Columbus, Ohio (May 2, 2020)—Columbus region companies and research institutions are ground zero for development of the equipment, medicine and information sharing the world needs to combat COVID-19.
On Jan. 19, a 35-year-old man in the state of Washington visited an urgent care with a cough and fever. He had just returned to the United States from visiting family in Wuhan, China, the epicenter of the COVID-19 global pandemic.
Nearly 2,500 miles away, scientists inside Columbus’ premier research institution realized they had a problem. Though the virus had yet to spread across the U.S. and become the singular focus of the 24-hour news cycle, the people at Battelle, which plays a key role in the global scientific community, were keenly aware of the outbreak happening in China. A decision was made quickly. Battelle would use its expertise in infectious disease to ramp up development of highly complex tests called assays to support the creation of a vaccine and therapies to treat COVID-19. The research giant’s work, however, didn’t stop there.

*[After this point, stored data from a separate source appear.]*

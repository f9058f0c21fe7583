use chrono::{DateTime, Utc};
use healthstore_catalog::Product;
use healthstore_shared::{SaleCompletedEvent, SoldLine};
use serde::{Deserialize, Serialize};
use uuid::Uuid;

/// Outcome of the most recent attempt to change the sale.
#[derive(Debug, Clone, Copy, Serialize, Deserialize, PartialEq, Eq)]
#[serde(rename_all = "SCREAMING_SNAKE_CASE")]
pub enum SaleStatus {
    Success,
    OutOfStock,
    StockLimitExceeded,
    EmptySale,
    NotFound,
    InvalidQuantity,
}

/// Customer the sale is rung up for.
#[derive(Debug, Clone, Serialize, Deserialize, PartialEq, Eq)]
pub struct CustomerRef {
    pub id: String,
    pub name: String,
}

/// One product and how many of it are being bought.
#[derive(Debug, Clone, Serialize, PartialEq, Eq)]
pub struct CartLine {
    pub(crate) product: Product,
    pub(crate) quantity: u32,
}

impl CartLine {
    pub fn product(&self) -> &Product {
        &self.product
    }

    pub fn product_id(&self) -> &str {
        &self.product.id
    }

    pub fn quantity(&self) -> u32 {
        self.quantity
    }

    pub fn unit_price_cents(&self) -> i64 {
        self.product.effective_price_cents()
    }

    /// Saturates instead of overflowing for prices that never passed validation.
    pub fn subtotal_cents(&self) -> i64 {
        i64::from(self.quantity).saturating_mul(self.unit_price_cents())
    }
}

/// An open, in-progress sale.
///
/// Lines keep insertion order. The total is never stored; it is summed from the
/// lines on every call.
#[derive(Debug, Clone, Serialize)]
pub struct Sale {
    pub(crate) id: Uuid,
    pub(crate) lines: Vec<CartLine>,
    pub(crate) customer: Option<CustomerRef>,
    pub(crate) opened_at: DateTime<Utc>,
}

impl Sale {
    pub fn new() -> Self {
        Self {
            id: Uuid::new_v4(),
            lines: Vec::new(),
            customer: None,
            opened_at: Utc::now(),
        }
    }

    pub fn id(&self) -> Uuid {
        self.id
    }

    pub fn lines(&self) -> &[CartLine] {
        &self.lines
    }

    pub fn customer(&self) -> Option<&CustomerRef> {
        self.customer.as_ref()
    }

    pub fn opened_at(&self) -> DateTime<Utc> {
        self.opened_at
    }

    pub fn line(&self, product_id: &str) -> Option<&CartLine> {
        self.lines.iter().find(|line| line.product.id == product_id)
    }

    pub(crate) fn position(&self, product_id: &str) -> Option<usize> {
        self.lines.iter().position(|line| line.product.id == product_id)
    }

    pub fn is_empty(&self) -> bool {
        self.lines.is_empty()
    }

    /// Total units across all lines.
    pub fn item_count(&self) -> u32 {
        self.lines.iter().map(|line| line.quantity).sum()
    }

    pub fn total_cents(&self) -> i64 {
        self.lines
            .iter()
            .map(CartLine::subtotal_cents)
            .fold(0, i64::saturating_add)
    }
}

impl Default for Sale {
    fn default() -> Self {
        Self::new()
    }
}

#[derive(Debug, Clone, Serialize, Deserialize, PartialEq, Eq)]
pub struct ReceiptLine {
    pub product_id: String,
    pub product_name: String,
    pub quantity: u32,
    pub unit_price_cents: i64,
    pub subtotal_cents: i64,
}

impl From<&CartLine> for ReceiptLine {
    fn from(line: &CartLine) -> Self {
        Self {
            product_id: line.product.id.clone(),
            product_name: line.product.name.clone(),
            quantity: line.quantity,
            unit_price_cents: line.unit_price_cents(),
            subtotal_cents: line.subtotal_cents(),
        }
    }
}

/// Snapshot of a finalized sale. Has no mutators.
#[derive(Debug, Clone, Serialize, Deserialize, PartialEq, Eq)]
pub struct Receipt {
    transaction_id: String,
    timestamp: DateTime<Utc>,
    customer_id: Option<String>,
    customer_name: Option<String>,
    lines: Vec<ReceiptLine>,
    total_cents: i64,
}

impl Receipt {
    pub(crate) fn from_sale(transaction_id: String, sale: &Sale) -> Self {
        Self {
            transaction_id,
            timestamp: Utc::now(),
            customer_id: sale.customer.as_ref().map(|c| c.id.clone()),
            customer_name: sale.customer.as_ref().map(|c| c.name.clone()),
            lines: sale.lines.iter().map(ReceiptLine::from).collect(),
            total_cents: sale.total_cents(),
        }
    }

    pub fn transaction_id(&self) -> &str {
        &self.transaction_id
    }

    pub fn timestamp(&self) -> DateTime<Utc> {
        self.timestamp
    }

    pub fn customer_id(&self) -> Option<&str> {
        self.customer_id.as_deref()
    }

    pub fn customer_name(&self) -> Option<&str> {
        self.customer_name.as_deref()
    }

    pub fn lines(&self) -> &[ReceiptLine] {
        &self.lines
    }

    pub fn total_cents(&self) -> i64 {
        self.total_cents
    }

    pub fn item_count(&self) -> u32 {
        self.lines.iter().map(|line| line.quantity).sum()
    }

    pub fn to_event(&self) -> SaleCompletedEvent {
        SaleCompletedEvent {
            transaction_id: self.transaction_id.clone(),
            customer_id: self.customer_id.clone(),
            total_cents: self.total_cents,
            lines: self
                .lines
                .iter()
                .map(|line| SoldLine {
                    product_id: line.product_id.clone(),
                    quantity: line.quantity,
                    subtotal_cents: line.subtotal_cents,
                })
                .collect(),
            timestamp: self.timestamp,
        }
    }
}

Across the street from its King Avenue headquarters sits one of the country’s largest universities and its renowned medical system. For years, leaders inside Battelle and Ohio State University have come together to advance health care. With a vaccine more than a year out and a shortage of COVID-19 testing, they decided to jointly develop a laboratory that could offer test results in as little as five hours.
Gabe Meister, research leader at Battelle’s biocontainment facilities, says the institute can take risks when there’s an urgent need. Without weeks of hand-wringing about costs, in a matter of days the two organizations performed analytical validation and set up a lab.